All the fuss over saffron rising missed the bigger truth: Ideology matters little in the absence of crisis. Without the galvanising force of an Ayodhya or Godhra, the “Hindutva vote” plays a negligible role in determining the outcome of elections. The rightwing shenanigans encouraged by the local BJP did have an impact, but of the opposite kind. The Sanghi attacks on pubs, churches and parties drove the minorities right back into the Congress fold.

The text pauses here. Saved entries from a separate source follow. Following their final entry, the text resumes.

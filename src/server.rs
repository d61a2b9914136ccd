//! HTTP surface
//!
//! `POST /webhook` takes stream deliveries, `GET /health` and `GET /stats`
//! are for operators.

use crate::chain::{EvmChain, SavingsChain};
use crate::config::RelayConfig;
use crate::dispatch::{DispatchLedger, SavingsPipeline, StatsView};
use crate::webhook::{signature, StreamEvent, SIGNATURE_HEADER};
use anyhow::{Context, Result};
use axum::{
    body::Bytes,
    extract::{DefaultBodyLimit, State},
    http::{HeaderMap, StatusCode},
    response::{IntoResponse, Response},
    routing::{get, post},
    Json, Router,
};
use serde_json::json;
use std::sync::Arc;
use tower_http::trace::TraceLayer;
use tracing::{info, warn};

#[derive(Clone)]
pub struct AppState {
    pipeline: Arc<SavingsPipeline>,
    secret: Arc<str>,
}

impl AppState {
    pub fn new(pipeline: Arc<SavingsPipeline>, secret: &str) -> Self {
        Self {
            pipeline,
            secret: Arc::from(secret),
        }
    }
}

fn json_error(code: StatusCode, message: impl ToString) -> Response {
    (code, Json(json!({ "error": message.to_string() }))).into_response()
}

pub fn router(state: AppState, body_limit: usize) -> Router {
    Router::new()
        .route("/webhook", post(webhook))
        .route("/health", get(health))
        .route("/stats", get(stats))
        .layer(DefaultBodyLimit::max(body_limit))
        .layer(TraceLayer::new_for_http())
        .with_state(state)
}

async fn webhook(State(state): State<AppState>, headers: HeaderMap, body: Bytes) -> Response {
    let header = headers.get(SIGNATURE_HEADER).and_then(|v| v.to_str().ok());
    if let Err(e) = signature::verify(&body, &state.secret, header) {
        warn!("Rejected webhook: {}", e);
        let code = if e.is_auth() {
            StatusCode::UNAUTHORIZED
        } else {
            StatusCode::INTERNAL_SERVER_ERROR
        };
        return json_error(code, e);
    }

    let event = match StreamEvent::from_slice(&body) {
        Ok(event) => event,
        Err(e) => {
            warn!("Unparseable webhook: {}", e);
            return json_error(StatusCode::BAD_REQUEST, e);
        }
    };

    if event.is_test_event() {
        info!("Stream setup ping acknowledged (stream {:?})", event.stream_id);
        state.pipeline.record_test_event();
        return (StatusCode::OK, Json(json!({ "status": "ok", "test": true }))).into_response();
    }

    let report = state.pipeline.handle_event(&event).await;
    (StatusCode::OK, Json(report)).into_response()
}

async fn health() -> Json<serde_json::Value> {
    Json(json!({ "status": "ok" }))
}

async fn stats(State(state): State<AppState>) -> Response {
    Json(StatsView::from(state.pipeline.stats().snapshot())).into_response()
}

/// Wire up chain, ledger and router, then serve until Ctrl-C
pub async fn serve(config: RelayConfig) -> Result<()> {
    let chain = EvmChain::connect(&config.rpc_url, &config.relayer_key, config.savings_contract)
        .context("Failed to set up chain client")?;

    match chain.chain_id().await {
        Ok(id) if id != config.chain_id => {
            anyhow::bail!("RPC reports chain {} but config expects {}", id, config.chain_id)
        }
        Ok(_) => {}
        Err(e) => warn!("Could not confirm chain id from RPC: {}", e),
    }

    let ledger = match &config.ledger_path {
        Some(path) => DispatchLedger::open(path)
            .with_context(|| format!("Failed to open dispatch ledger {path}"))?,
        None => DispatchLedger::in_memory(),
    };

    let chain: Arc<dyn SavingsChain> = Arc::new(chain);
    let pipeline = Arc::new(SavingsPipeline::new(
        chain,
        Arc::new(ledger),
        config.pipeline_settings(),
    ));
    let app = router(AppState::new(pipeline, &config.webhook_secret), config.body_limit_bytes);

    let listener = tokio::net::TcpListener::bind(config.listen_addr)
        .await
        .with_context(|| format!("Failed to bind {}", config.listen_addr))?;
    info!("Listening on {}", config.listen_addr);

    axum::serve(listener, app)
        .with_graceful_shutdown(async {
            let _ = tokio::signal::ctrl_c().await;
            info!("Shutting down");
        })
        .await
        .context("Server error")
}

Both the BJP leadership in Delhi and the UPA government ought to take note of these lessons — though it maybe too late for note-taking now. UPA is in a moral and political tailspin that will likely prove impossible to reverse. And the BJP remains much too addicted to infighting, apathy and Sanghi politics to remake itself into a genuine alternative. Worse, given the 2014 political math, there is no end in sight to the coalition madness that reigns in Delhi.

But we in Bangalore can at least comfort ourselves with the fact that Siddaramaiah is talking traffic congestion, garbage and monorail. And no, he doesn’t plan to perform surynamaskars in the buff. What more can a voter ask for?